- Canada posted a $1.1 billion trade deficit in October, up from a revised $1.2 billion deficit in September (previously reported as $0.98 billion). The deficit was slightly narrower than the $1.45 billion consensus expectation. Exports were up 0.8% to $49.9 billion, while imports increased 0.5% to $51 billion.
- After stripping out price impacts, the picture was similar, with export volumes up 0.7% and import volumes up 0.8%.

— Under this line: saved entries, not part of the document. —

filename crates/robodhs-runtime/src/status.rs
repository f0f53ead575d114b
//! [`StatusBoard`] – the shared [`RobotState`] behind the DCSS status
//! strings.
//!
//! The event relay feeds robot notifications into it; the dispatcher records
//! the foreground operation and operator clears.  Each mutation hands back
//! the `htos_set_string_completed` frames that changed, ready for
//! [`Outbound::send_unsolicited`][crate::outbound::Outbound::send_unsolicited].

use std::sync::{Arc, Mutex, MutexGuard, PoisonError};

use robodhs_kernel::{RobotState, StatusString};
use robodhs_types::{Frame, StateEvent};
use tracing::warn;

#[derive(Clone, Default)]
pub struct StatusBoard {
    state: Arc<Mutex<RobotState>>,
}

impl StatusBoard {
    pub fn new() -> Self {
        Self::default()
    }

    fn state(&self) -> MutexGuard<'_, RobotState> {
        self.state.lock().unwrap_or_else(PoisonError::into_inner)
    }

    /// Copy of the current model.
    pub fn snapshot(&self) -> RobotState {
        self.state().clone()
    }

    /// Feed one robot notification into the model.
    ///
    /// `None` when the entity is not modelled.  A value that does not parse
    /// leaves the model untouched and refreshes nothing.
    pub fn apply(&self, event: &StateEvent) -> Option<Vec<Frame>> {
        let mut state = self.state();
        match state.apply(&event.entity, &event.new) {
            Ok(Some(strings)) => Some(render(&state, strings)),
            Ok(None) => None,
            Err(e) => {
                warn!(error = %e, "robot notification ignored");
                Some(Vec::new())
            }
        }
    }

    /// The strings DCSS gets when a session becomes active.
    pub fn login_frames(&self) -> Vec<Frame> {
        render(&self.state(), &StatusString::LOGIN)
    }

    /// Record the DCSS operation driving the robot.  Returns the refreshed
    /// `robot_status` frame when the value changed.
    pub fn set_foreground(&self, operation: Option<&str>) -> Option<Frame> {
        let mut state = self.state();
        if state.foreground.as_deref() == operation {
            return None;
        }
        state.foreground = operation.map(str::to_string);
        Some(status_frame(&state))
    }

    /// The operator acknowledged the fault state.
    pub fn clear_fault(&self) -> Frame {
        let mut state = self.state();
        state.needs_clear = false;
        status_frame(&state)
    }
}

fn render(state: &RobotState, strings: &[StatusString]) -> Vec<Frame> {
    strings
        .iter()
        .map(|s| Frame::set_string(s.name(), state.render(*s)))
        .collect()
}

fn status_frame(state: &RobotState) -> Frame {
    Frame::set_string(
        StatusString::Status.name(),
        state.render(StatusString::Status),
    )
}

#[cfg(test)]
mod tests {
    use super::*;
    use robodhs_types::tags;

    #[test]
    fn login_frames_cover_every_login_string() {
        let board = StatusBoard::new();
        let names: Vec<String> = board
            .login_frames()
            .into_iter()
            .map(|f| {
                assert_eq!(f.operation, tags::HTOS_SET_STRING_COMPLETED);
                assert_eq!(f.args[1], "normal");
                f.args[0].clone()
            })
            .collect();
        assert_eq!(
            names,
            vec![
                "robot_status",
                "robot_state",
                "robot_cassette",
                "robot_force_left",
                "robot_force_middle",
                "robot_force_right",
                "ts_robot_cal",
            ]
        );
    }

    #[test]
    fn notifications_refresh_their_strings() {
        let board = StatusBoard::new();
        let frames = board
            .apply(&StateEvent::new("sample_locations", None, r#"{"goniometer": null}"#))
            .unwrap();
        let names: Vec<&str> = frames.iter().map(|f| f.args[0].as_str()).collect();
        assert_eq!(names, vec!["robot_state", "robot_cassette"]);

        assert!(board.apply(&StateEvent::new("sample_barcode", None, "X1")).is_none());
        assert_eq!(
            board.apply(&StateEvent::new("pins_lost", None, "lots")),
            Some(Vec::new())
        );
    }

    #[test]
    fn clear_drops_need_clear_flag() {
        let board = StatusBoard::new();
        assert!(board.snapshot().needs_clear);
        let frame = board.clear_fault();
        assert!(!board.snapshot().needs_clear);
        let need_clear = frame.args.iter().position(|w| w == "need_clear:").unwrap();
        assert_eq!(frame.args[need_clear + 1], "0");
    }

    #[test]
    fn foreground_change_refreshes_status_once() {
        let board = StatusBoard::new();
        let frame = board.set_foreground(Some("mount_crystal")).unwrap();
        assert!(frame.args.contains(&"mount_crystal".to_string()));
        assert!(board.set_foreground(Some("mount_crystal")).is_none());
        assert!(board.set_foreground(None).is_some());
        assert_eq!(board.snapshot().foreground, None);
    }
}
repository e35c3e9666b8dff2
//! Configuration loading from disk.

use std::fs;
use std::path::Path;

use thiserror::Error;

use crate::config::schema::AppConfig;
use crate::config::validation::{validate_config, ValidationError};

/// Error type for configuration loading.
#[derive(Debug, Error)]
pub enum ConfigError {
    #[error("IO error: {0}")]
    Io(#[from] std::io::Error),

    #[error("Parse error: {0}")]
    Parse(#[from] toml::de::Error),

    #[error("Validation failed: {}", join(.0))]
    Validation(Vec<ValidationError>),
}

fn join(errors: &[ValidationError]) -> String {
    errors
        .iter()
        .map(ToString::to_string)
        .collect::<Vec<_>>()
        .join(", ")
}

/// Parse and validate configuration from TOML text.
pub fn parse_config(content: &str) -> Result<AppConfig, ConfigError> {
    let config: AppConfig = toml::from_str(content)?;
    validate_config(&config).map_err(ConfigError::Validation)?;
    Ok(config)
}

/// Load and validate configuration from a TOML file.
pub fn load_config(path: &Path) -> Result<AppConfig, ConfigError> {
    let content = fs::read_to_string(path)?;
    parse_config(&content)
}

- The increase in exports spanned 6 of the 11 categories, but was largely driven by one-off transactions in the consumer goods industry (+5.5%). Statistics Canada attributes this to a spike in artwork exports to the U.S. for a fair, which could potentially be reversed if not sold. Energy product (+3.4%, mostly due to higher oil prices) and metals and non-metallic mineral product exports (+5.7%, driven by gold shipments) were also solid. Providing some offset were lower exports of motor vehicles and parts (-2.9%) and a significant drop in farm, fishing and intermediate food products (-10.9%). The latter was driven by lower crop exports to China.
- On the other hand, imports were up in 7 of the 11 categories. Higher energy imports (+8.9%) drove the increase. Providing some offset were lower imports of motor vehicles and parts (-3.3%).
- Canada’s merchandise trade surplus with the U.S. widened from $4.6 billion to $5.5 billion. Its merchandise trade deficit with the rest of the world increased to $6.6 billion, from $5.8 billion in the month prior.
Key Implications
- October’s trade report was decent, but does little to change the narrative of a soft export backdrop in the second half of 2019. It is important to highlight that driving this month’s increase in exports are one-off transactions (artwork) that could be partially reversed.
- Against lingering trade uncertainty and subdued global trade volumes, net trade is unlikely to be a meaningful growth contributor in the near term. The fact that manufacturing sentiment remains in contractionary territory south of the border means that previous pockets of solid demand may not provide as much support in the months ahead.